### EXERCISE PROMPT
Report the tally of lines featuring the word "srgb" in the entries below, without anything else.

[[ MATERIAL SHOWN open ]]

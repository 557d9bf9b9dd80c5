//! Rendering module - sky, fog and lighting configuration.

mod plugin;
pub mod visual_config;

pub use plugin::RenderingPlugin;
pub use visual_config::VisualConfig;
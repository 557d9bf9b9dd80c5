//! In-game HUD - score counter and health bar.

use bevy::prelude::*;

use crate::core::{GameEvent, Session, SessionRestarted, SessionSet};
use crate::sim::SessionEvent;

/// Marker for the score counter text.
#[derive(Component)]
pub struct ScoreText;

/// Marker for health bar fill.
#[derive(Component)]
pub struct HealthBar;

/// Setup HUD systems.
pub fn setup_hud_systems(app: &mut App) {
    app.add_systems(Startup, spawn_hud).add_systems(
        Update,
        (update_hud_from_events, reset_hud)
            .chain()
            .in_set(SessionSet::Present),
    );
}

pub fn score_label(score: u32) -> String {
    format!("Score: {}", score)
}

/// Spawn the HUD UI.
fn spawn_hud(mut commands: Commands, session: Res<Session>) {
    commands
        .spawn((
            Node {
                width: Val::Percent(100.0),
                height: Val::Percent(100.0),
                flex_direction: FlexDirection::Column,
                justify_content: JustifyContent::Start,
                align_items: AlignItems::Start,
                padding: UiRect::all(Val::Px(20.0)),
                ..default()
            },
        ))
        .with_children(|parent| {
            parent.spawn((
                Text::new(score_label(session.score)),
                TextFont {
                    font_size: 24.0,
                    ..default()
                },
                TextColor(Color::WHITE),
                Node {
                    margin: UiRect::bottom(Val::Px(8.0)),
                    ..default()
                },
                ScoreText,
            ));

            // Bar background
            parent
                .spawn((
                    Node {
                        width: Val::Px(200.0),
                        height: Val::Px(16.0),
                        ..default()
                    },
                    BackgroundColor(Color::srgb(0.1, 0.1, 0.1)),
                ))
                .with_children(|bg| {
                    bg.spawn((
                        Node {
                            width: Val::Percent(session.health_percent()),
                            height: Val::Percent(100.0),
                            ..default()
                        },
                        BackgroundColor(Color::srgb(0.8, 0.2, 0.2)),
                        HealthBar,
                    ));
                });
        });
}

/// Refresh the counter and bar when the session reports a change.
fn update_hud_from_events(
    mut events: EventReader<GameEvent>,
    mut score_query: Query<&mut Text, With<ScoreText>>,
    mut bar_query: Query<&mut Node, With<HealthBar>>,
) {
    for GameEvent(event) in events.read() {
        match event {
            SessionEvent::ScoreChanged { score } => {
                if let Ok(mut text) = score_query.get_single_mut() {
                    text.0 = score_label(*score);
                }
            }
            SessionEvent::HealthChanged { health } => {
                if let Ok(mut bar) = bar_query.get_single_mut() {
                    bar.width = Val::Percent(health.clamp(0.0, 100.0) as f32);
                }
            }
            _ => {}
        }
    }
}

/// Put the HUD back to a fresh session's values.
fn reset_hud(
    mut restarted: EventReader<SessionRestarted>,
    session: Res<Session>,
    mut score_query: Query<&mut Text, With<ScoreText>>,
    mut bar_query: Query<&mut Node, With<HealthBar>>,
) {
    if restarted.read().count() == 0 {
        return;
    }

    if let Ok(mut text) = score_query.get_single_mut() {
        text.0 = score_label(session.score);
    }
    if let Ok(mut bar) = bar_query.get_single_mut() {
        bar.width = Val::Percent(session.health_percent());
    }
}
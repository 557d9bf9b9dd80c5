//! Keyboard and cursor collection.

use bevy::input::keyboard::{Key, KeyboardInput};
use bevy::input::ButtonState;
use bevy::prelude::*;
use bevy::window::PrimaryWindow;

use crate::core::{Session, SessionSet};
use crate::sim::MoveKey;

/// Input plugin - keeps the session's movement flags and mouse offset current.
pub struct InputCollectorPlugin;

impl Plugin for InputCollectorPlugin {
    fn build(&self, app: &mut App) {
        app.add_systems(
            Update,
            (collect_movement_keys, collect_cursor).in_set(SessionSet::Input),
        );
    }
}

/// Toggle movement flags on press and release of w/a/s/d.
///
/// Uses the logical key so layouts map by the typed letter, in either case.
fn collect_movement_keys(mut keys: EventReader<KeyboardInput>, mut session: ResMut<Session>) {
    for event in keys.read() {
        let Key::Character(ref typed) = event.logical_key else {
            continue;
        };
        let Some(key) = MoveKey::from_key(typed.as_str()) else {
            continue;
        };

        session
            .input
            .set_key(key, event.state == ButtonState::Pressed);
    }
}

/// Record the cursor position relative to the window center.
fn collect_cursor(
    mut cursor_events: EventReader<CursorMoved>,
    windows: Query<&Window, With<PrimaryWindow>>,
    mut session: ResMut<Session>,
) {
    for event in cursor_events.read() {
        let Ok(window) = windows.get(event.window) else {
            continue;
        };

        session
            .input
            .cursor_moved(event.position, Vec2::new(window.width(), window.height()));
    }
}
//! World module - scenery and the shared humanoid prefab.

mod plugin;
pub mod prefabs;
mod scenery;

pub use plugin::WorldPlugin;
pub use prefabs::{spawn_humanoid, HumanoidAssets, HumanoidPalette};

[[ MATERIAL SHOWN closed ]]

### RESPONSE BOX
2